(Beginning of INFORMATION PROVIDED)

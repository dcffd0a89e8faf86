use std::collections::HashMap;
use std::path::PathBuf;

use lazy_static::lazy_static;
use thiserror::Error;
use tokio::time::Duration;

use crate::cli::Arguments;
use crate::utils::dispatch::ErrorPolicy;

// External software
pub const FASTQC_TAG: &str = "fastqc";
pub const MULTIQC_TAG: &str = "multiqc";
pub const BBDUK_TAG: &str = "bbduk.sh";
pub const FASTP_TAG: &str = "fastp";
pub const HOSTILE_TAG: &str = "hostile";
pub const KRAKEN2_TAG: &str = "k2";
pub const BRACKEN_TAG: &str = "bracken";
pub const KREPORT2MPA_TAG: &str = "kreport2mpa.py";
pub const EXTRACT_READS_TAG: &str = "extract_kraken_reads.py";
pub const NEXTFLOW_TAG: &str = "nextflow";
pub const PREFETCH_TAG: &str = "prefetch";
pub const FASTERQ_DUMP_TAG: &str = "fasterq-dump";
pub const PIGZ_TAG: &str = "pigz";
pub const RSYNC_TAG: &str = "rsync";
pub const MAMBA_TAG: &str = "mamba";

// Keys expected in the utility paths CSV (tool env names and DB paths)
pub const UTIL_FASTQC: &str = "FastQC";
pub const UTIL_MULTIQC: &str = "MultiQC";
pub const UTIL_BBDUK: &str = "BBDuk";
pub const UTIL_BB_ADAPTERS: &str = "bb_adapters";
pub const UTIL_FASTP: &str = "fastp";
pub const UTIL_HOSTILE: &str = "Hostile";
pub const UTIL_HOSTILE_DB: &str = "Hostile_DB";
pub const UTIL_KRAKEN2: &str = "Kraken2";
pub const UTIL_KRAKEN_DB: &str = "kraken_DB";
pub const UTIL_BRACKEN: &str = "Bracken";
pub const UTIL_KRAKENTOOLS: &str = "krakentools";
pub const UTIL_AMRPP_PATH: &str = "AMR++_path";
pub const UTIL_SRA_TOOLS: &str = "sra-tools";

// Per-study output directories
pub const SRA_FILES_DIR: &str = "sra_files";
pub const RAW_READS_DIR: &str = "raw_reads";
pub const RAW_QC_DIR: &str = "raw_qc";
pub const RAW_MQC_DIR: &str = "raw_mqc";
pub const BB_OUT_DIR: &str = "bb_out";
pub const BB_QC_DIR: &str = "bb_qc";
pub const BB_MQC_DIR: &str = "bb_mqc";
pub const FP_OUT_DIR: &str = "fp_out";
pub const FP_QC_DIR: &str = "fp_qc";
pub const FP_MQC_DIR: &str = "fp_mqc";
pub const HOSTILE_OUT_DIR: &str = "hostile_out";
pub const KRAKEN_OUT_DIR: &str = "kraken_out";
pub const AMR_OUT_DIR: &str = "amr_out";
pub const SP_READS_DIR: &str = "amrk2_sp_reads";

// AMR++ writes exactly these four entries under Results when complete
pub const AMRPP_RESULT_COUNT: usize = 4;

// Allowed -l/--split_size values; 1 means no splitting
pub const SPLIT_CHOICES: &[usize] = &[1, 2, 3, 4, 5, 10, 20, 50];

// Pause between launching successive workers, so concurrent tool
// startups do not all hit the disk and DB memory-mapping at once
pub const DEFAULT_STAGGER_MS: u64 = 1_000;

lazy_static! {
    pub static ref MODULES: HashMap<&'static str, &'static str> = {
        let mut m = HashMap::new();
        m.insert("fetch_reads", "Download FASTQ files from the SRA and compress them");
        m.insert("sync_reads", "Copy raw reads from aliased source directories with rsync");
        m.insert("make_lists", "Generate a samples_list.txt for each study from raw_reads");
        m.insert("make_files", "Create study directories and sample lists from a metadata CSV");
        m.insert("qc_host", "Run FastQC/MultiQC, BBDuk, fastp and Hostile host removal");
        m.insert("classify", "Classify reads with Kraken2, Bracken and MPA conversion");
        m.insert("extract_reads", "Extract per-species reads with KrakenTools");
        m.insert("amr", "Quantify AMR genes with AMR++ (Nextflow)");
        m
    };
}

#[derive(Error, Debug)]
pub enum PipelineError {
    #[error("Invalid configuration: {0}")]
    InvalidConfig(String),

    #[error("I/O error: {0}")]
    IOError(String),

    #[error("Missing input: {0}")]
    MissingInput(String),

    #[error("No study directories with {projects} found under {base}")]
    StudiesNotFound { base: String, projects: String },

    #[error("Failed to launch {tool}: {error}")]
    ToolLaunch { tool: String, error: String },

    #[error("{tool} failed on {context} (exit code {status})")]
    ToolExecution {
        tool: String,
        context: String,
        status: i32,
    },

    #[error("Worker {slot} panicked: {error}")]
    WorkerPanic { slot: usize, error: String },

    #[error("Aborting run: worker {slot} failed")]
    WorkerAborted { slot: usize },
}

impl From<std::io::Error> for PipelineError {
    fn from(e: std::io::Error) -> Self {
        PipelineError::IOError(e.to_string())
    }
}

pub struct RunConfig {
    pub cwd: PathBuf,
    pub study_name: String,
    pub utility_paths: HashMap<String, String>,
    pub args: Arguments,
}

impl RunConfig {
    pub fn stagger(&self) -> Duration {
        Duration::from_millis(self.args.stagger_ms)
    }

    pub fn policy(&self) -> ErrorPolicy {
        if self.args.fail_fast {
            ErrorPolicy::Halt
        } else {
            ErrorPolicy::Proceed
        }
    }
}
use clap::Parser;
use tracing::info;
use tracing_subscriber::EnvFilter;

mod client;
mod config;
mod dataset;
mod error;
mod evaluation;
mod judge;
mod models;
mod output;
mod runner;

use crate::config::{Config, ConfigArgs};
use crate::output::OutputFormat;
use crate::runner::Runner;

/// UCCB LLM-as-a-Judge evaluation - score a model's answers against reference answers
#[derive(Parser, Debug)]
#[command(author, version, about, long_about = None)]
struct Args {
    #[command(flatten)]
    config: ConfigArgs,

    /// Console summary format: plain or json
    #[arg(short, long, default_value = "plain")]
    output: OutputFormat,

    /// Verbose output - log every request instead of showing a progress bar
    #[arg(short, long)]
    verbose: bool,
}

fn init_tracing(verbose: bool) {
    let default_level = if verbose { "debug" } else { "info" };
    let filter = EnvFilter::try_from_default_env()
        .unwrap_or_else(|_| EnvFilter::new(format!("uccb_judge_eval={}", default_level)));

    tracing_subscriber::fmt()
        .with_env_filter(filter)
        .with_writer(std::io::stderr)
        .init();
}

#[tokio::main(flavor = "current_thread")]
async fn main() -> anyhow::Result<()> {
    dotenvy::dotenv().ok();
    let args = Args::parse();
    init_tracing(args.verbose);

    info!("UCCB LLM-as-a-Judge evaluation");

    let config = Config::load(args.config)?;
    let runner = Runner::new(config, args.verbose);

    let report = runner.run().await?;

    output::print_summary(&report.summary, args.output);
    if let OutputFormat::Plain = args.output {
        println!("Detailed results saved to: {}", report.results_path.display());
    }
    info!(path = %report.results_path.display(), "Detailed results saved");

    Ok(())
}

(End of INFORMATION PROVIDED)

* [WORK INSTRUCTION]: The string "HashMap" may occur in the listing; show every line where it does.

* [RESPONSE TO THE EXERCISE]:
use std::collections::HashMap;
    pub static ref MODULES: HashMap<&'static str, &'static str> = {
        let mut m = HashMap::new();
    pub utility_paths: HashMap<String, String>,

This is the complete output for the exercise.